■ **ACTION ITEM**
Provide the count of lines below where "clone" occurs, with no other output.

━━━

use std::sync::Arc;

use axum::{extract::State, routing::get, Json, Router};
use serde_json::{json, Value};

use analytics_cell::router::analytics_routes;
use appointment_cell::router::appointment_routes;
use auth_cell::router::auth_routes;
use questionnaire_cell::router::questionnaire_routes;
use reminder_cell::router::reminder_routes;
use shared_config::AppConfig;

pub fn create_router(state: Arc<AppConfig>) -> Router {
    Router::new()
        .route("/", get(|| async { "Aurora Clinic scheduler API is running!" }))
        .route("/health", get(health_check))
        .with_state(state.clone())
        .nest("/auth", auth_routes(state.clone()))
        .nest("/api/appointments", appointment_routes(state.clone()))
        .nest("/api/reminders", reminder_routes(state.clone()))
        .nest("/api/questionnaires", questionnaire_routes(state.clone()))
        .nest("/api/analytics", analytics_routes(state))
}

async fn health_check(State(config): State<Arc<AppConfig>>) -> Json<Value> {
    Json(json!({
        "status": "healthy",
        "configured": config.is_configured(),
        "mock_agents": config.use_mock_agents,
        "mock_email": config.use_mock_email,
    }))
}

━━━

■ **RESPONSE AREA**
5